The meta-learning method (Hospedales et al., 2021), based on optimization, is an important branch of few-shot learning. These algorithms attempt to obtain a better initial model or correct gradient descent direction through meta-learning. It optimizes initial parameters by the meta-learner so that the learner can converge faster in novel tasks and achieve fast adaptation and learning with few-shot data.

In few-shot learning, the pre-learned base class data before learning few-shot novel tasks is crucial for the generalization ability of the model. Selecting a good base class can often greatly improve the learning efficiency of novel tasks (Zhou et al., 2020). Figure 1 shows the randomly selected meta-tasks A and B from the base class data during the meta-training period. From the perspective of the sample category feature, meta-task B has more meta-knowledge related to the few-shot task. Therefore, it is crucial to select effective meta-knowledge from the base class for few-shot tasks, which can improve the efficiency and effect of few-shot learning.

Figure 1. The relationship between meta-tasks selected from base class dataset and few-shot dataset.

Based on the above motivation, this article argues that existing meta-learning methods do not take into account the relationship between base classes used for meta-learner learning and novel classes in few-shot tasks. During the meta-training period, this can lead to providing more irrelevant meta-knowledge for few-shot tasks, which will affect the efficiency and effect of few-shot learning in the meta-testing. Therefore, it is necessary to consider the feature relationships between base class data and few-shot data in the meta-training.

To improve this problem, first, we should select the most relevant set of candidate meta-tasks for novel tasks from the base class as much as possible to construct situational meta-tasks, which in turn provide optimal initial models for novel tasks.

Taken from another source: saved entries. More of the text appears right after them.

static WILDFIRE: ScenarioTemplates = ScenarioTemplates([
    PhaseTemplates {
        injects: &[
            i(
                inj::WEATHER_UPDATE,
                "Red Flag Warning",
                "Low humidity and high winds create critical fire weather near {location}.",
            ),
            i(
                inj::MEDIA,
                "Smoke Visible From Town",
                "Residents post photos of smoke on the ridge.",
            ),
            i(
                inj::INFRASTRUCTURE,
                "Utility Considers Power Shutoff",
                "The utility may de-energize lines serving {location}.",
            ),
        ],
        actions: &[
            a(
                act::PUBLIC_ANNOUNCEMENT,
                None,
                "Residents urged to sign up for emergency alerts.",
                "All residents",
            ),
            a(act::RESOURCE_DEPLOYMENT, None, "Strike teams pre-positioned.", "Fire agencies"),
        ],
    },
    PhaseTemplates {
        injects: &[
            i(
                inj::FORECAST_CHANGE,
                "Fire Spreading Toward Homes",
                "The fire has jumped containment lines and is moving toward neighborhoods.",
            ),
            i(
                inj::INFRASTRUCTURE,
                "Public Safety Power Shutoff",
                "Power is shut off for 40,000 customers.",
            ),
            i(
                inj::PUBLIC_BEHAVIOR,
                "Residents Watching and Waiting",
                "Many residents are waiting to see if the wind shifts.",
            ),
            i(inj::MEDIA, "Air Quality Hazardous", "Air quality index exceeds hazardous levels."),
        ],
        actions: &[
            a(
                act::EVACUATION_ORDER,
                Some("Ridge Zone"),
                "Evacuation order for ridge-top neighborhoods.",
                "Ridge Zone residents",
            ),
            a(act::SHELTER, None, "Evacuation center opened at the fairgrounds.", "Evacuees"),
            a(
                act::CONTRAFLOW,
                None,
                "All lanes of the canyon road converted to outbound.",
                "Evacuating motorists",
            ),
        ],
    },
    PhaseTemplates {
        injects: &[
            i(
                inj::INFRASTRUCTURE,
                "Structures Lost",
                "Dozens of structures have burned in {location}.",
            ),
            i(
                inj::PUBLIC_BEHAVIOR,
                "Residents Trapped by Fire",
                "Residents report being trapped on a dead-end road.",
            ),
            i(
                inj::INFRASTRUCTURE,
                "Cell Towers Down",
                "Cell service is failing across the burn area.",
            ),
        ],
        actions: &[
            a(
                act::EVACUATION_ORDER,
                Some("Valley Zone"),
                "Immediate evacuation for the valley.",
                "Valley Zone residents",
            ),
            a(
                act::RESOURCE_DEPLOYMENT,
                None,
                "Air tankers and additional strike teams requested.",
                "Fire agencies",
            ),
        ],
    },
    PhaseTemplates {
        injects: &[
            i(
                inj::HEALTH_UPDATE,
                "Ash and Debris Hazard",
                "Ash contains hazardous materials; protective equipment required.",
            ),
            i(
                inj::INFRASTRUCTURE,
                "Debris Flow Risk",
                "Burn scars raise debris-flow risk in the next storm.",
            ),
            i(
                inj::RESOURCE_SHORTAGE,
                "Housing Shortage",
                "Displaced residents struggle to find rentals.",
            ),
        ],
        actions: &[
            a(
                act::RECOVERY_OPERATIONS,
                None,
                "Local assistance center opened for displaced residents.",
                "Displaced residents",
            ),
            a(
                act::PUBLIC_ANNOUNCEMENT,
                None,
                "Re-entry schedule published by zone.",
                "Evacuated residents",
            ),
        ],
    },
]);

Then, the diversity of features among different meta-tasks can be used to promote better learning of novel tasks by multiple models.

In this article, we attempt to improve the problem of not considering relationships between base class data and few-shot novel class data by means of situational meta-task construction and multiple ensemble models. Starting from the feature relationship between base class data and few-shot data, we provide a new research idea for meta-learning. First of all, a universal feature extractor is trained in the basic learning phase to extract features of base class data and few-shot class data. Then, during the meta-training period, accurate meta-knowledge is provided for novel tasks by constructing situational meta-tasks. Furthermore, it provides good initial model parameters for novel tasks. Finally, during the meta-testing period, few-shot tasks are learned through the cooperation of multiple models. A large number of experiments on popular few-shot datasets demonstrate the effectiveness of the proposed method. Our main contributions are summarized as follows:

• This article puts forward a construction method of situational meta-task. It uses the class centroid of base class data to select the candidate meta-task sets with the stronger correlation for few-shot tasks and then sets up situational meta-tasks similar to few-shot tasks. The situational meta-tasks are the same as the few-shot tasks in form and similar to them in terms of feature. This method provides accurate and available meta-knowledge for novel tasks, which is conducive to rapid adaptation and learning on few-shot tasks.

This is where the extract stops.